How To Choose The Right Television
How To Choose The Right Television
Choosing the right television for your household is understandably a tough decision. Here at VideoJug though we have tried to make it easier by providing a guide to some of the features available on modern televisions sets. Make sure you choose the right television from now on!
Step 1: What size?
Size matters - but it's not always the bigger the better. Today's televisions range from intimate table-top models, to wall-sized giants. Think about the type of viewing the TV will be used for. Is it a bedroom set, for night time viewing? If so, does it really need to be able to produce more light than the sun and produce the same number of decibels as Jumbo Jet?
If it is going to be the centre-piece of a home cinema system, make sure you are aware how much room you have. This is not just the room required for the TV itself. Also consider where you will be sitting. What is the use of a 60 inch screen if you'll be sat 3 feet away. As a general rule, try to ensure the distance between the screen and your main seating area is between 1 and a 1/2 to 3 times the width of your screen. So if you have a 32 inch screen then you should be between 48 and 96 inches away- that's 4 to 8 feet.
Step 2: Flat Panel Screens
The modern front room is currently the domain of the flat panel screen. For those who can afford them, these sleek yet often massive screens provide the ultimate home theatre experience, while wall-mounting a flat panel allows a living room to enjoy a bigger screen than was ever possible before.
Another advantage of new flat panel models is that most of them are equipped to deal with HD television signals.
There are 2 types of flat panel screens:
& LCD screens
Step 3: Plasma
The pictures on a plasma screen are formed by an array of tiny gas cells in the screen that glow in different colours to make up the on screen image.
Plasma screens can come in huge sizes, but due to the way they operate, this can also lead to huge energy bills.
Also, despite their sleek appearance, these models can be very heavy, making them difficult to transport and install. To get the best out of a plasma screen, you will really need a digital television signal. Conventional analog TV signals can look infuriatingly poor on these expensive sets.
Step 4: LCD
LCD stands for liquid crystal display. Images on the screen are made by light being shone through a matrix of tiny liquid crystals.
One advantage of LCD TVs is the fact that, even though they do come in large sizes, they are also available in smaller sizes. LCD technology uses much less electricity than similar sized plasma TVs. Again LCDs perform best with a digital signal. One problem that is experienced on many LCD screens is poor performance when showing images that have a lot of black in them. When choosing an LCD screen, ask about the set's contrast ratio as this gives you an idea about how well it handles colours. LCD screens often look brighter than plasma screens.
Step 5: Rear-projection
For a huge screen at a relatively cheap price rear projection TVs could well be the models for you. These models have the image reflected on to the back of the screen via a mirror in the back of the set. Rear-projection televisions can also offer the best dark images, as they have less of the problems with showing black associated with LCD and Plasma.

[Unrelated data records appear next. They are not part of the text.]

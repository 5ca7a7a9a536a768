// SPDX-License-Identifier: Apache-2.0 OR MIT
// Copyright (c) 2025-2026 naskel.com

//! Field placement policies for aggregate types.
//!
//! Layout is a pure function of the ordered field sizes, so the policies
//! live apart from the registry and are testable in isolation. A future
//! packed/aligned variant slots in as another case here.

use crate::Category;

/// How an aggregate places its fields.
#[derive(Debug, Clone, Copy, PartialEq, Eq)]
pub enum AggregateLayout {
    /// Struct layout: fields follow each other, size is the sum. No
    /// compiler padding is modeled; sizes must already account for it.
    Sequential,
    /// Union layout: all fields overlay offset 0, size is the max.
    Overlay,
}

impl AggregateLayout {
    /// Policy for a category, or `None` for types without a field list.
    pub fn for_category(category: Category) -> Option<Self> {
        match category {
            Category::Struct => Some(Self::Sequential),
            Category::Union => Some(Self::Overlay),
            _ => None,
        }
    }

    /// Assign one offset per field size. Returns the offsets and the
    /// aggregate's total size. Always a full forward pass: layout is
    /// append-only and there is no removal to patch around.
    pub fn assign(&self, sizes: &[usize]) -> (Vec<usize>, usize) {
        match self {
            Self::Sequential => {
                let mut offsets = Vec::with_capacity(sizes.len());
                let mut cursor = 0;
                for &size in sizes {
                    offsets.push(cursor);
                    cursor += size;
                }
                (offsets, cursor)
            }
            Self::Overlay => {
                let total = sizes.iter().copied().max().unwrap_or(0);
                (vec![0; sizes.len()], total)
            }
        }
    }
}

#[cfg(test)]
mod tests {
    use super::*;

    #[test]
    fn test_sequential_assignment() {
        let (offsets, total) = AggregateLayout::Sequential.assign(&[4, 2, 8]);
        assert_eq!(offsets, vec![0, 4, 6]);
        assert_eq!(total, 14);
    }

    #[test]
    fn test_overlay_assignment() {
        let (offsets, total) = AggregateLayout::Overlay.assign(&[4, 2, 8]);
        assert_eq!(offsets, vec![0, 0, 0]);
        assert_eq!(total, 8);
    }

    #[test]
    fn test_empty_field_list() {
        assert_eq!(AggregateLayout::Sequential.assign(&[]), (vec![], 0));
        assert_eq!(AggregateLayout::Overlay.assign(&[]), (vec![], 0));
    }

    #[test]
    fn test_policy_per_category() {
        assert_eq!(
            AggregateLayout::for_category(Category::Struct),
            Some(AggregateLayout::Sequential)
        );
        assert_eq!(
            AggregateLayout::for_category(Category::Union),
            Some(AggregateLayout::Overlay)
        );
        assert_eq!(AggregateLayout::for_category(Category::SInt), None);
        assert_eq!(AggregateLayout::for_category(Category::Pointer), None);
    }

    #[test]
    fn test_order_sensitivity() {
        let (a, total_a) = AggregateLayout::Sequential.assign(&[2, 4, 8]);
        let (b, total_b) = AggregateLayout::Sequential.assign(&[4, 2, 8]);
        assert_ne!(a, b);
        assert_eq!(total_a, total_b);
    }
}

However, these models often have duller colours than plasma and LCD, and obviously take up more room due to the technology within the set. These models only tend to come with large screen sizes.
Step 6: CRT
Cathode Ray Tubes, or CRT TVs, are the conventional televisions we all grew up with. They are cheaper than the newer varieties, and still have a lot to commend them to the consumer. The picture quality can be excellent; they last longer than other technologies and perform well with an analogue signal.
On the other hand, the bulkiness of CRT sets means that they are only practical up to a certain screen size, and they don't look quite as trendy at the centre of a modern home cinema system.